Алексей проснулся в седьмом часу, как и все предыдущие дни — от кошмара. Ему снилось, что он сидит в «Зале Созерцаний» и говорит проповедь, а люди вокруг него превращаются в восковые фигуры, плавятся, текут, и он сам становится воском, безликим, безымянным. Он хотел закричать, но из горла вылетал только мёд — густой, тёмный, липкий, он заливал рот, нос, уши, и Алексей задыхался, пока не просыпался в холодном поту.

Он лежал, глядя в потолок, и слушал, как за стенкой мать гремит кастрюлями. Она вставала в шесть — готовила завтрак, стирала, убирала, хотя квартира была идеально чистой. Ей нужно было двигаться, чтобы не думать. Или думать — но не о том, что могло случиться, а о том, что случилось.

Алексей сел на кровати, спустил ноги на пол. Пальцы коснулись холодного линолеума, и он вздрогнул — не от холода, от реальности. Он был дома. Не в секте, не в лагере, не в роли Смысла. Дома. И это было так странно, что хотелось плакать.

Он встал, подошёл к столу, взял фотографию отца.

— Здравствуй, пап, — сказал он. — Я вернулся. Ты, наверное, мной разочарован.

Фотография молчала, но Алексей вдруг вспомнил, как отец учил его кататься на велосипеде. «Не бойся упасть, — говорил он. — Бойся не встать». Тогда Алексей упал, разбил коленку, плакал, а отец поднял его, посадил на седло и сказал: «Ещё раз». И он поехал.

— Я упал, пап, — прошептал он. — Но я встал. Правда, не сам. Мама помогла. И Вера. И Максим. Я бы без них…

Он не договорил. В дверь постучали.

— Завтрак, — сказала мать. — Блинчики с творогом. Ты любишь.

— Иду, мам.

2.

За завтраком они сидели втроём: мать, Алексей и Вера, которая пришла в семь утра, как и каждое утро после его возвращения. Максим спал на раскладушке в зале — он сказал, что пока брат не окрепнет, он никуда не уедет, и устроился сторожить.

— Мне нужно в город, — сказал Алексей, жуя блинчик. — В университет. Поговорить с Сергеем Петровичем. Объясниться.

— Успеется, — сказала мать. — Ты ещё слаб.

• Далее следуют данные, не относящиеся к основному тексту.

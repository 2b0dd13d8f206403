#[cfg(test)]
mod parser_tests {
    use stepscript as script;

    use script::ast::{ExprKind, Literal, StmtKind};
    use script::ast_printer::AstPrinter;
    use script::parse_program;
    use script::token::Position;

    /// Parse `source`, insist it is error free and return its canonical form.
    fn print(source: &str) -> String {
        let parsed = parse_program(source);

        assert!(
            parsed.is_ok(),
            "unexpected parse errors for {:?}: {:?}",
            source,
            parsed.errors
        );

        AstPrinter::print_program(&parsed.program)
    }

    fn error_messages(source: &str) -> Vec<String> {
        parse_program(source)
            .errors
            .into_iter()
            .map(|e| e.message)
            .collect()
    }

    #[test]
    fn test_precedence_01_arithmetic() {
        assert_eq!(print("1 + 2 * 3"), "(1 + (2 * 3));");
        assert_eq!(print("(1 + 2) * 3"), "((1 + 2) * 3);");
        assert_eq!(print("10 - 4 - 3"), "((10 - 4) - 3);");
        assert_eq!(print("7 % 4 / 2"), "((7 % 4) / 2);");
    }

    #[test]
    fn test_precedence_02_prefix_and_comparison() {
        assert_eq!(print("-a * b"), "((-a) * b);");
        assert_eq!(print("!true == false"), "((!true) == false);");
        assert_eq!(print("1 + 2 < 4 == true"), "(((1 + 2) < 4) == true);");
    }

    #[test]
    fn test_precedence_03_logical() {
        assert_eq!(print("a || b && c"), "(a || (b && c));");
        assert_eq!(print("a && b || c"), "((a && b) || c);");
    }

    #[test]
    fn test_precedence_04_postfix_chains() {
        assert_eq!(print("a.b(1)[2]"), "a.b(1)[2];");
        assert_eq!(print("-f(x)"), "(-f(x));");
        assert_eq!(print("new Point(1, 2).x"), "new Point(1, 2).x;");
    }

    #[test]
    fn test_assignment_is_right_associative() {
        assert_eq!(print("a = b = 3"), "(a = (b = 3));");
        assert_eq!(print("p.x = 1"), "(p.x = 1);");
    }

    #[test]
    fn test_compound_assignment_desugars() {
        assert_eq!(print("x += 1"), "(x = (x + 1));");
        assert_eq!(print("x *= y - 1"), "(x = (x * (y - 1)));");
    }

    #[test]
    fn test_declarations() {
        assert_eq!(print("let x = 5;"), "let x = 5;");
        assert_eq!(print("let x;"), "let x;");
        assert_eq!(print("const name = \"a\";"), "const name = \"a\";");
    }

    #[test]
    fn test_function_literal_takes_binding_name() {
        let parsed = parse_program("let add = fn(a, b) { return a + b; };");
        assert!(parsed.is_ok());

        match &parsed.program.statements[0].kind {
            StmtKind::Let {
                value: Some(value), ..
            } => match &value.kind {
                ExprKind::Literal(Literal::Function(function)) => {
                    assert_eq!(function.name.as_deref(), Some("add"));
                    assert_eq!(function.parameters.len(), 2);
                }
                other => panic!("expected function literal, got {:?}", other),
            },
            other => panic!("expected let statement, got {:?}", other),
        }
    }

    #[test]
    fn test_if_elif_else_chain() {
        let printed = print("if (a) { 1 } elif (b) { 2 } else if (c) { 3 } else { 4 }");

        assert_eq!(
            printed,
            "if (a) {\n    1;\n} elif (b) {\n    2;\n} elif (c) {\n    3;\n} else {\n    4;\n};"
        );
    }

    #[test]
    fn test_loops() {
        assert_eq!(
            print("for (let i = 0; i < 3; i += 1) { continue; }"),
            "for (let i = 0; (i < 3); (i = (i + 1))) {\n    continue;\n}"
        );
        assert_eq!(print("for (;;) { break; }"), "for (;;) {\n    break;\n}");
        assert_eq!(print("while (true) {}"), "while (true) {}");
    }

    #[test]
    fn test_class_declaration() {
        let printed = print(
            "class B extends A { init(x) { this.x = x; } get() { return super.get() + 1; } }",
        );

        assert_eq!(
            printed,
            "class B extends A {\n    init(x) {\n        (this.x = x);\n    }\n    get() {\n        return (super.get() + 1);\n    }\n}"
        );
    }

    #[test]
    fn test_literals() {
        assert_eq!(print("3.0"), "3.0;");
        assert_eq!(print(".5"), "0.5;");
        assert_eq!(print("[1, \"two\", null]"), "[1, \"two\", null];");
        assert_eq!(print("let h = {\"a\": 1, 2: true};"), "let h = {\"a\": 1, 2: true};");
        assert_eq!(print("\"tab\\tquote\\\"\""), "\"tab\\tquote\\\"\";");
    }

    #[test]
    fn test_fstring_literal() {
        assert_eq!(print("f\"x = {x + 1}!\""), "f\"x = {(x + 1)}!\";");
        assert_eq!(print("f\"{{literal}}\""), "f\"{{literal}}\";");
    }

    #[test]
    fn test_hash_statement_is_parenthesized() {
        assert_eq!(print("({1: 2})[1];"), "({1: 2}[1]);");
    }

    #[test]
    fn test_positions_are_recorded() {
        let parsed = parse_program("let a = 1;\n  a + 2;");
        assert!(parsed.is_ok());

        let second = &parsed.program.statements[1];
        assert_eq!(second.position(), Position::new(2, 3));
    }

    #[test]
    fn test_error_01_missing_identifier() {
        let parsed = parse_program("let = 5;");

        assert_eq!(parsed.errors.len(), 1);

        let error = &parsed.errors[0];
        assert_eq!(
            error.message,
            "expected next token to be IDENT, got ASSIGN instead"
        );
        assert_eq!((error.line, error.column), (1, 5));
        assert_eq!(
            error.to_string(),
            "[line 1, column 5] Error: expected next token to be IDENT, got ASSIGN instead"
        );
    }

    #[test]
    fn test_error_02_recovery_continues_with_next_statement() {
        let parsed = parse_program("let = 1; let y = 2;");

        assert_eq!(parsed.errors.len(), 1);
        assert_eq!(parsed.program.statements.len(), 1);
        assert_eq!(
            AstPrinter::print_program(&parsed.program),
            "let y = 2;"
        );
    }

    #[test]
    fn test_error_03_semantic_reports() {
        assert_eq!(error_messages("break;"), vec!["'break' outside of a loop"]);
        assert_eq!(error_messages("1 = 2;"), vec!["invalid assignment target"]);
        assert_eq!(
            error_messages("const c;"),
            vec!["missing initializer in const declaration 'c'"]
        );
        assert_eq!(
            error_messages("class A extends A {}"),
            vec!["class 'A' cannot extend itself"]
        );
    }

    #[test]
    fn test_error_04_illegal_token_surfaces() {
        let messages = error_messages("let x = 1 $ 2;");

        assert!(
            messages.iter().any(|m| m.contains("unexpected character '$'")),
            "got {:?}",
            messages
        );
    }

    #[test]
    fn test_pretty_print_is_fixed_point() {
        let source = r#"
            let fib = fn(n) { if (n < 2) { return n; } return fib(n - 1) + fib(n - 2); };
            const limit = 10;
            let counter = fn() { let c = 0; return fn() { c += 1; c }; };
            class Animal {
                init(name) { this.name = name; }
                speak() { return f"{this.name} makes a sound {{ok}}"; }
            }
            class Dog extends Animal {
                speak() { return super.speak() + "!"; }
            }
            let d = new Dog("rex");
            let data = {"k": [1, 2.5, -3], true: null};
            for (let i = 0; i < limit; i += 1) {
                if (i % 2 == 0) { continue; } elif (i > 7) { break; } else { print(i); }
            }
            while (!false && data["k"][0] >= 1) { data = {"k": rest(data["k"])}; }
            f"nested { {1: 2}[1] } and {len("s")}";
            ({});
        "#;

        let first = print(source);
        let second = print(&first);

        assert_eq!(first, second);
    }
}
use std::fs::File;
use std::io::Write;
use std::path::PathBuf;

use anyhow::{Context, Result};
use clap::Parser as ClapParser;
use clap::Subcommand;
use env_logger::Builder;
use log::{debug, info};

use stepscript as script;

use script::ast_printer::AstPrinter;
use script::config::{InterpreterConfig, DEFAULT_MAX_CALL_DEPTH};
use script::environment::Environment;
use script::evaluator::Evaluator;
use script::object::Object;
use script::output::ConsoleSink;
use script::stepper::{ExecutionState, StepEvaluator};
use script::token::TokenType;
use script::{parse_program, tokenize};

#[derive(ClapParser, Debug)]
#[command(version, about = "Stepscript interpreter and step debugger", long_about = None)]
pub struct Cli {
    #[command(subcommand)]
    commands: Commands,

    /// Enable logging to app.log
    #[arg(long, global = true)]
    log: bool,

    /// Maximum user function call depth
    #[arg(long, global = true, default_value_t = DEFAULT_MAX_CALL_DEPTH)]
    max_depth: usize,
}

#[derive(Subcommand, Debug)]
enum Commands {
    /// Tokenizes input from a file, printing each token
    Tokenize { filename: Option<PathBuf> },

    /// Parses input from a file and prints the canonical program
    Parse { filename: Option<PathBuf> },

    /// Runs input from a file and prints the final value
    Run { filename: Option<PathBuf> },

    /// Runs input from a file one evaluation step at a time
    Step {
        filename: Option<PathBuf>,

        /// Print each execution state as JSON
        #[arg(long)]
        json: bool,

        /// After finishing, walk back this many steps
        #[arg(long, default_value_t = 0)]
        rewind: usize,
    },
}

fn read_file(filename: &PathBuf) -> Result<String> {
    script::read_source(filename).context(format!("Failed to read file {:?}", filename))
}

fn init_logger() -> Result<()> {
    let log_file = File::create("app.log").context("Failed to create app.log")?;

    Builder::new()
        .format(|buf, record| {
            let module = record
                .module_path()
                .unwrap_or("<unnamed>")
                .strip_prefix("stepscript::")
                .unwrap_or(record.module_path().unwrap_or("<unnamed>"));
            writeln!(
                buf,
                "[{}:{}] - {}",
                module,
                record.line().unwrap_or(0),
                record.args()
            )
        })
        .target(env_logger::Target::Pipe(Box::new(log_file)))
        .filter(None, log::LevelFilter::Debug)
        .parse_default_env()
        .init();

    info!("Logger initialized, writing to app.log");
    Ok(())
}

/// Parse `source`, exiting with 65 on syntax errors.
fn parse_or_exit(source: &str) -> script::ast::Program {
    let parsed = parse_program(source);

    if !parsed.is_ok() {
        for e in &parsed.errors {
            debug!("Parse debug: {}", e);
            eprintln!("{}", e);
        }
        std::process::exit(65);
    }

    info!("Parsed {} statements", parsed.program.statements.len());
    parsed.program
}

fn print_state(state: &ExecutionState, json: bool) -> Result<()> {
    if json {
        let text = serde_json::to_string(state).context("Failed to serialize execution state")?;
        println!("{}", text);
        return Ok(());
    }

    if let Some(step) = &state.current_step {
        let result = step
            .result
            .as_ref()
            .map(|value| format!(" => {}", value.inspect()))
            .unwrap_or_default();

        println!(
            "#{} [{:?}] {} @ {}:{} {}{}",
            step.number,
            step.step_type,
            step.node_kind,
            step.line,
            step.column,
            step.description,
            result
        );
    }

    Ok(())
}

fn missing_input() -> ! {
    println!("No input filepath was provided. Exiting...");
    std::process::exit(0);
}

fn main() -> Result<()> {
    let args: Cli = Cli::parse();

    if args.log {
        init_logger()?;
    } else {
        env_logger::Builder::new()
            .filter_level(log::LevelFilter::Off)
            .init();
    }

    info!("CLI arguments: {:?}", args);

    let config = InterpreterConfig::default().with_max_call_depth(args.max_depth);

    match args.commands {
        Commands::Tokenize { filename } => {
            let Some(filename) = filename else {
                missing_input();
            };

            info!("Running Tokenize subcommand");
            let source = read_file(&filename)?;
            let mut tokenized = true;

            for token in tokenize(&source) {
                if token.is(&TokenType::ILLEGAL) {
                    tokenized = false;
                    eprintln!("[line {}] Error: {}", token.line(), token.literal);
                    continue;
                }

                println!("{}", token);
            }

            if !tokenized {
                debug!("Tokenization failed, exiting with code 65");
                std::process::exit(65);
            }

            info!("Tokenization completed successfully");
        }

        Commands::Parse { filename } => {
            let Some(filename) = filename else {
                missing_input();
            };

            info!("Running Parse subcommand");
            let source = read_file(&filename)?;
            let program = parse_or_exit(&source);

            println!("{}", AstPrinter::print_program(&program));
        }

        Commands::Run { filename } => {
            let Some(filename) = filename else {
                missing_input();
            };

            info!("Running Run subcommand");
            let source = read_file(&filename)?;
            let program = parse_or_exit(&source);

            let env = Environment::global();
            let mut sink = ConsoleSink;
            let mut evaluator = Evaluator::with_config(&mut sink, config);

            match evaluator.evaluate(&program, &env) {
                Ok(Object::Error(message)) => {
                    debug!("Runtime debug: {}", message);
                    eprintln!("Runtime error: {}", message);
                    std::process::exit(70);
                }

                Ok(value) => {
                    info!("Program executed successfully");

                    if !matches!(value, Object::Null) {
                        println!("{}", value.inspect());
                    }
                }

                Err(e) => {
                    debug!("Fatal debug: {}", e);
                    eprintln!("{}", e);
                    std::process::exit(70);
                }
            }
        }

        Commands::Step {
            filename,
            json,
            rewind,
        } => {
            let Some(filename) = filename else {
                missing_input();
            };

            info!("Running Step subcommand");
            let source = read_file(&filename)?;
            let program = parse_or_exit(&source);

            let mut stepper = StepEvaluator::with_config(config);
            stepper.prepare(&program);
            print_state(&stepper.state(), json)?;

            let mut fatal = None;

            while !stepper.is_finished() {
                match stepper.next_step() {
                    Ok(state) => print_state(&state, json)?,

                    Err(e) => {
                        print_state(&stepper.state(), json)?;
                        fatal = Some(e);
                        break;
                    }
                }
            }

            for _ in 0..rewind {
                let Some(state) = stepper.previous_step() else {
                    break;
                };
                print_state(&state, json)?;
            }

            if let Some(e) = fatal {
                eprintln!("{}", e);
                std::process::exit(70);
            }

            if let Some(Object::Error(message)) = stepper.result() {
                eprintln!("Runtime error: {}", message);
                std::process::exit(70);
            }

            info!("Stepped run finished after {} steps", stepper.step_count());
        }
    }

    Ok(())
}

— Я не слаб. Я испуган. Это разные вещи.

Вера взяла его за руку.

— Если хочешь, я пойду с тобой.

— Нет, — сказал Алексей. — Я сам. Мне нужно самому. Я должен посмотреть им в глаза. Студентам. Коллегам. Сказать, что я был дураком, что я попал в секту, что я… что я вернулся.

— А если они не примут? — спросила мать.

— Тогда я буду жить с этим. Но я больше не буду врать. Враньё — это то, что привело меня в «Улей». Я врал себе, что я сильный. Врал вам, что у меня всё хорошо. Врал отцу, что успею. Хватит.

Он доел блинчик, вытер губы салфеткой, встал.

— Я пошёл.

— Надень шапку, — сказала мать. — На улице мороз.

— Надену.

Он надел шапку — старую, вязаную, которую мать связала ему ещё в школе, — и вышел в подъезд. Лифт не работал, как всегда, он спустился пешком, считая ступеньки. Восемьдесят три. Столько же, сколько в лагере было шагов от его комнаты до кабинета Шатрова. Но теперь эти ступеньки вели не в ловушку, а на свободу.

Свобода была холодной, колючей, и пахла бензином и снегом.

3.

В университете его встретили, как призрака.

Секретарша на входе ахнула, прижала руки к груди. Студенты в коридоре шептались, отводили глаза. Кто-то — девушка с зелёными волосами — подошла и сказала: «Мы волновались». Другой — парень в толстовке — буркнул: «Ну ты и даёшь, Гордеев».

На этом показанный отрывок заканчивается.